We offer a white-label AI Marketplace solution that:
- Lets you host open-source models on your infrastructure
- Expose AI-APIs and SDKs for developers
- Integrate your network APIs (identity, device context, location) for enriched use-cases
- Provide billing, usage analytics, guardrails (compliance, privacy, local data hosting)
- Enable enterprises to build fast, deploy fast, scale faster
In short: you don’t need to reinvent the wheel — you need to shift it into a new gear. We provide the platform. You bring the infrastructure and enterprise relationships. Together, we unlock the next monetization wave.
The story ahead
Picture this: A regional telco launches an AI Marketplace this quarter. In six months, it has five enterprise wins: a fintech using local-hosted LLM for Arabic chatbots, a smart-city partner using edge image analytics for traffic flow, a logistics firm using predictive analytics fed by network and device data. Monetisation flows. Infrastructure is reused. Differentiation emerges.
This is the future. Not just connectivity. Not just APIs. But intelligence, delivered locally, trusted, monetised. Telcos that embrace this won’t just survive — they’ll lead.

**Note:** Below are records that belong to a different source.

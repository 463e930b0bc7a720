//! Series ranking engine.
//!
//! Orders a batch of already-fetched, time-aligned series for display:
//! alphabetically, by a statistics reducer, or by DBSCAN outlier detection.
//! Results are cached under a cheap structural fingerprint so repeated
//! renders of the same batch skip the expensive statistics entirely, and a
//! ranking request always produces a full permutation of its input — a
//! failed or unavailable detector downgrades to dispersion ranking instead
//! of surfacing an error.

pub mod engine;
pub mod error;
pub mod outlier;
pub mod reducers;

pub use engine::{SortCriterion, SortDirection, SortEngine};
pub use error::RankError;
pub use outlier::{DbscanDetector, OutlierDetector, OutlierReport};
pub use reducers::{reduce, reduce_batch, ReducerId};
//! catalog-inspect — print catalogue facets for a metric name list.
//!
//! Reads newline-separated metric names from a file (or stdin with `-`) and
//! prints the requested facet as JSON. Handy for eyeballing how a scrape's
//! names will group before wiring a UI to the library.

use std::fs;
use std::io::Read;

use anyhow::Context;
use clap::{Parser, ValueEnum};
use tracing::info;

use metriscope_catalog::{
    build_trie, category_groups, flatten_sorted_by, prefix_groups, rules_split, sub_prefix_groups,
    suffix_groups, CategoryRegistry, MetricEntry,
};

#[derive(Debug, Clone, Copy, PartialEq, Eq, ValueEnum)]
enum Facet {
    Prefix,
    Suffix,
    Categories,
    Rules,
    Trie,
}

/// Inspect catalogue facets for a list of metric names.
#[derive(Parser, Debug)]
#[command(name = "catalog-inspect", version, about)]
struct Cli {
    /// Path to a newline-separated name list, or `-` for stdin.
    input: String,

    /// Which facet to print.
    #[arg(long, value_enum, default_value_t = Facet::Prefix)]
    facet: Facet,

    /// Restrict prefix grouping to the second level under this parent.
    #[arg(long)]
    parent: Option<String>,
}

fn main() -> anyhow::Result<()> {
    tracing_subscriber::fmt()
        .with_env_filter(
            tracing_subscriber::EnvFilter::try_from_default_env()
                .unwrap_or_else(|_| tracing_subscriber::EnvFilter::new("info")),
        )
        .init();

    let cli = Cli::parse();

    let raw = if cli.input == "-" {
        let mut buf = String::new();
        std::io::stdin()
            .read_to_string(&mut buf)
            .context("reading names from stdin")?;
        buf
    } else {
        fs::read_to_string(&cli.input)
            .with_context(|| format!("reading names from {}", cli.input))?
    };

    let names: Vec<&str> = raw
        .lines()
        .map(str::trim)
        .filter(|l| !l.is_empty())
        .collect();
    info!(names = names.len(), facet = ?cli.facet, "inspecting catalogue");

    let entries: Vec<MetricEntry> = names.iter().map(|n| MetricEntry::new(*n)).collect();

    let json = match cli.facet {
        Facet::Prefix => match &cli.parent {
            Some(parent) => serde_json::to_string_pretty(&sub_prefix_groups(&entries, parent))?,
            None => serde_json::to_string_pretty(&prefix_groups(&entries))?,
        },
        Facet::Suffix => serde_json::to_string_pretty(&suffix_groups(&entries))?,
        Facet::Categories => {
            let registry = CategoryRegistry::builtin();
            serde_json::to_string_pretty(&category_groups(&entries, &registry))?
        }
        Facet::Rules => serde_json::to_string_pretty(&rules_split(&entries))?,
        Facet::Trie => {
            let root = build_trie(&names);
            let array = flatten_sorted_by(&root, &|a, b| {
                b.count.cmp(&a.count).then_with(|| a.part.cmp(&b.part))
            });
            serde_json::to_string_pretty(&array)?
        }
    };

    println!("{json}");
    Ok(())
}
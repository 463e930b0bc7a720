use thiserror::Error;

#[derive(Error, Debug)]
pub enum RankError {
    #[error("outlier detection is not available on this host")]
    DetectorUnavailable,

    #[error("series batch is empty")]
    EmptyBatch,

    #[error("outlier detection failed: {0}")]
    Detector(String),

    #[error("unknown reducer id: {0}")]
    UnknownReducer(String),

    #[error("unknown sort criterion: {0}")]
    UnknownCriterion(String),
}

The Future: Where Connectivity Meets Cognition
The telecom industry has reinvented itself many times — from voice to data, from VAS to digital, from APIs to ecosystems. Now, it stands on the edge of its most profound transformation yet: the shift from connectivity to cognition.
AI will not just enhance telco operations — it will redefine telcos’ role in the digital economy. Those who embrace this shift early will move beyond being enablers of communication to becoming enablers of intelligence.
Comviva’s NGAGE AI Marketplace is built for that future — a world where telcos don’t just carry information, but help the world understand it.
Because the next big leap for telecom isn’t about more speed or bandwidth. It’s about giving intelligence a home — and helping every business, every developer, and every community access the true potential of AI, locally and responsibly.